Exercises for this chapter:

  • Map out your customer’s buying timeline. What problem or need are you solving and what process does your customer go through to become aware of their problem? Is it a sudden demand, or does it take them longer to come to this realisation?
  • How long does it take your customer to go from being aware of a need to buying your product? Is it longer than you thought? What can you do to influence and speed up that process?
  • Where can you get your company visible so that people in their ‘passive research’ phase will see it? Are your customers at the gym, are they browsing a specific website or listening to a certain radio station?
  • What makes your customer take action? What is their trigger point? Write down what has to happen before someone will be ready to engage with you and then work out if there’s a way to prompt that to happen earlier.
  • What mechanism can you create to capture people during their ‘active research’ phase?
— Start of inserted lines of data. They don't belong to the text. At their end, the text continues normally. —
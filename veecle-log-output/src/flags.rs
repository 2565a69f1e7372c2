use bitflags::bitflags;

use crate::Level;

bitflags! {
    /// Selects how a record is decorated.
    ///
    /// The flags are supplied per call, so one output can serve several presentations.
    #[derive(Debug, Clone, Copy, PartialEq, Eq, Hash, Default)]
    pub struct FormatFlags: u32 {
        /// Surround the record with ANSI color escapes chosen by severity.
        const COLORS = 1 << 0;
        /// Print the record timestamp.
        const TIMESTAMP = 1 << 1;
        /// Render the timestamp as a wall clock instead of raw ticks.
        const FORMAT_TIMESTAMP = 1 << 2;
        /// Print the severity tag (`<err>`, `<wrn>`, ...).
        const LEVEL = 1 << 3;
        /// Do not terminate records with a newline.
        const CRLF_NONE = 1 << 4;
        /// Terminate records with `\n` instead of `\r\n`.
        const CRLF_LFONLY = 1 << 5;
        /// Frame records as RFC 5424 syslog messages.
        const FORMAT_SYSLOG = 1 << 6;
        /// Render the timestamp as decimal seconds (`[    1.000500] `).
        const FORMAT_SECONDS = 1 << 7;

        /// Terminate error sources with `.` instead of `: `.
        const FUNCTION_PREFIX_ERR = 1 << 8;
        /// Terminate warning sources with `.` instead of `: `.
        const FUNCTION_PREFIX_WRN = 1 << 9;
        /// Terminate info sources with `.` instead of `: `.
        const FUNCTION_PREFIX_INF = 1 << 10;
        /// Terminate debug sources with `.` instead of `: `.
        const FUNCTION_PREFIX_DBG = 1 << 11;
        /// Function prefix for every severity.
        const FUNCTION_PREFIX = Self::FUNCTION_PREFIX_ERR.bits()
            | Self::FUNCTION_PREFIX_WRN.bits()
            | Self::FUNCTION_PREFIX_INF.bits()
            | Self::FUNCTION_PREFIX_DBG.bits();
    }
}

impl FormatFlags {
    /// Returns whether the timestamp is rendered as a clock rather than raw ticks.
    pub fn formats_timestamp(self) -> bool {
        self.intersects(Self::FORMAT_TIMESTAMP | Self::FORMAT_SYSLOG | Self::FORMAT_SECONDS)
    }

    /// Returns whether the source of a `level` record is a function name.
    pub fn function_prefix(self, level: Level) -> bool {
        let flag = match level {
            Level::Error => Self::FUNCTION_PREFIX_ERR,
            Level::Warning => Self::FUNCTION_PREFIX_WRN,
            Level::Info => Self::FUNCTION_PREFIX_INF,
            Level::Debug => Self::FUNCTION_PREFIX_DBG,
            Level::None | Level::RawString(_) => return false,
        };
        self.contains(flag)
    }
}

#[cfg(test)]
mod tests {
    use super::FormatFlags;
    use crate::{Level, Newlines};

    #[test]
    fn function_prefix_follows_mask() {
        let flags = FormatFlags::FUNCTION_PREFIX_ERR | FormatFlags::FUNCTION_PREFIX_DBG;

        assert!(flags.function_prefix(Level::Error));
        assert!(!flags.function_prefix(Level::Warning));
        assert!(!flags.function_prefix(Level::Info));
        assert!(flags.function_prefix(Level::Debug));
        assert!(!FormatFlags::FUNCTION_PREFIX.function_prefix(Level::None));
        assert!(
            !FormatFlags::FUNCTION_PREFIX.function_prefix(Level::RawString(Newlines::Expand))
        );
    }

    #[test]
    fn any_clock_style_formats() {
        assert!(!FormatFlags::TIMESTAMP.formats_timestamp());
        assert!(FormatFlags::FORMAT_TIMESTAMP.formats_timestamp());
        assert!(FormatFlags::FORMAT_SYSLOG.formats_timestamp());
        assert!(FormatFlags::FORMAT_SECONDS.formats_timestamp());
    }
}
Is it a lead magnet or PDF on your website with some really valuable information that a customer needs to make a decision, or is it a social quiz?

David says:

You cannot sell to someone if you don’t understand how they buy.

Take time out to map out your own customer’s buying timeline – draw it out on a big sheet of paper and pin it to the wall. Every time you learn something new about how your customer buys, or you observe a common action they all take, write it down on your customer’s buying timeline.

We keep ours on a flip chart and it’s been updated several times over the years!